In the listing below, how many lines hold the string "impl"? Reply with the number and nothing else.

** Exercise data follows **

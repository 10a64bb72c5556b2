//! Strata common types and instruction encoding.
//!
//! This crate provides the foundational data structures shared by the
//! Strata engine, the module loader, and the native code generator:
//!
//! - [`Opcode`] — the 17-opcode instruction set
//! - [`Instruction`] — the packed 32-bit word with encode/decode
//! - [`Comparison`] — conditional-jump relation semantics
//! - [`FunctionSpec`] — function metadata and the frame-layout contract
//!   both execution tiers consume
//! - [`DecodeError`] — errors at the word-format ABI boundary
//!
//! # Dependencies
//!
//! This crate uses `thiserror` (compile-time proc-macro, zero runtime cost)
//! and has no other dependencies.

pub mod error;
pub mod function;
pub mod instruction;
pub mod opcode;

/// One machine word: the VM's only value representation. Holds a signed
/// integer or an opaque reference (for example a string-constant handle).
/// Arithmetic and comparisons use signed semantics.
pub type StackElement = i64;

/// A decoded instruction parameter. Stored in a 24-bit field; read back
/// sign-extended as a jump delta or zero-extended as a table index.
pub type Parameter = i32;

// Re-export commonly used types at the crate root.
pub use error::DecodeError;
pub use function::FunctionSpec;
pub use instruction::Instruction;
pub use opcode::{Comparison, Opcode};
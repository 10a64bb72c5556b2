//! The contract with the external native code generator.
//!
//! The generator is a collaborator, not part of this crate: given a
//! function's metadata it returns a callable handle. [`NativeCode`] is the
//! closed set of calling-convention shapes that handle may take, replacing
//! raw address casts with an explicit tag. The frame layout generated code
//! must honor under stack passing is the one in
//! [`strata_common::function`].

use crate::context::ExecutionContext;
use crate::error::RuntimeError;
use crate::module::Module;
use crate::CallingConvention;
use strata_common::{FunctionSpec, StackElement};
use thiserror::Error;

/// Register-passing entry points, one per supported arity.
pub type NativeArity0 = fn() -> StackElement;
pub type NativeArity1 = fn(StackElement) -> StackElement;
pub type NativeArity2 = fn(StackElement, StackElement) -> StackElement;
pub type NativeArity3 = fn(StackElement, StackElement, StackElement) -> StackElement;

/// Stack-passing entry point: the shared execution context, the module, and
/// the function's entry address. Arguments are already on the shared stack
/// at the usual frame offsets; the callee must leave the stack truncated to
/// its frame base and return the single result value.
pub type NativeStack =
    fn(&mut ExecutionContext, &Module, usize) -> Result<StackElement, RuntimeError>;

/// A generated native entry for one function.
///
/// Each variant documents its own argument-marshalling contract:
/// `Arity0..Arity3` receive arguments as direct parameters, popped off the
/// operand stack by the dispatcher, argument 0 first. `Stack` shares the
/// operand stack with the interpreter and is the only shape that can call
/// back into interpreted code.
#[derive(Debug, Clone, Copy)]
pub enum NativeCode {
    Arity0(NativeArity0),
    Arity1(NativeArity1),
    Arity2(NativeArity2),
    Arity3(NativeArity3),
    Stack(NativeStack),
}

/// Failure inside the native backend.
#[derive(Debug, Clone, PartialEq, Eq, Error)]
#[error("{0}")]
pub struct NativeCodeError(pub String);

impl NativeCodeError {
    pub fn new(message: impl Into<String>) -> Self {
        Self(message.into())
    }
}

/// The external native code generator.
///
/// Invoked synchronously from the dispatch path and assumed not to re-enter
/// the virtual machine. `generate` is called at most once per function
/// index for the life of a virtual machine instance.
pub trait CodeGenerator {
    /// Bring up the native backend. Called once when the virtual machine is
    /// constructed; failure is fatal to the instance.
    fn initialize(&mut self) -> Result<(), NativeCodeError> {
        Ok(())
    }

    /// Tear down the native backend. Called when the virtual machine is
    /// dropped.
    fn shutdown(&mut self) {}

    /// Produce a native entry for `function` honoring `convention`.
    fn generate(
        &mut self,
        module: &Module,
        function: &FunctionSpec,
        convention: CallingConvention,
    ) -> Result<NativeCode, NativeCodeError>;
}
//! Function metadata and the shared frame-layout contract.
//!
//! Both execution tiers — the interpreter and externally generated native
//! code — must agree byte-for-byte on how a call frame sits on the operand
//! stack. That layout is specified once, here:
//!
//! ```text
//! stack index:   frame          frame + nargs       frame + nregs
//!                  | arg 0 .. arg N-1 | local slots  |  <- operands grow up
//! ```
//!
//! - At call entry the caller has pushed exactly `nargs` values, so
//!   `frame = stack_depth - nargs` ([`FunctionSpec::frame_base`]).
//! - The callee reserves [`FunctionSpec::local_slots`] additional
//!   zero-initialized slots, bringing the frame to `nregs` slots total.
//! - Arguments and locals are addressed by offset from `frame`, valid in
//!   `[0, nregs)`; argument 0 is at offset 0.
//! - Returning truncates the stack to `frame`; the caller receives one
//!   result value.

/// Metadata for one loaded function. Immutable once the module is built.
#[derive(Debug, Clone, PartialEq, Eq)]
pub struct FunctionSpec {
    /// Position of this function in the module's function table.
    pub index: usize,
    /// Display name, used for resolution and diagnostics.
    pub name: String,
    /// Number of arguments the caller must push.
    pub nargs: usize,
    /// Total frame-slot count, arguments included. Never less than `nargs`
    /// in a well-formed module.
    pub nregs: usize,
    /// Entry instruction index into the module's code section.
    pub address: usize,
}

impl FunctionSpec {
    pub fn new(
        index: usize,
        name: impl Into<String>,
        nargs: usize,
        nregs: usize,
        address: usize,
    ) -> Self {
        Self {
            index,
            name: name.into(),
            nargs,
            nregs,
            address,
        }
    }

    /// Frame base for a call entered with the operand stack at
    /// `stack_depth`. `None` if fewer than `nargs` values are live.
    pub fn frame_base(&self, stack_depth: usize) -> Option<usize> {
        stack_depth.checked_sub(self.nargs)
    }

    /// Slots reserved above the arguments. `None` if `nregs < nargs`,
    /// which marks the spec as malformed.
    pub fn local_slots(&self) -> Option<usize> {
        self.nregs.checked_sub(self.nargs)
    }
}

** End of Exercise data **

*Answer box*.
4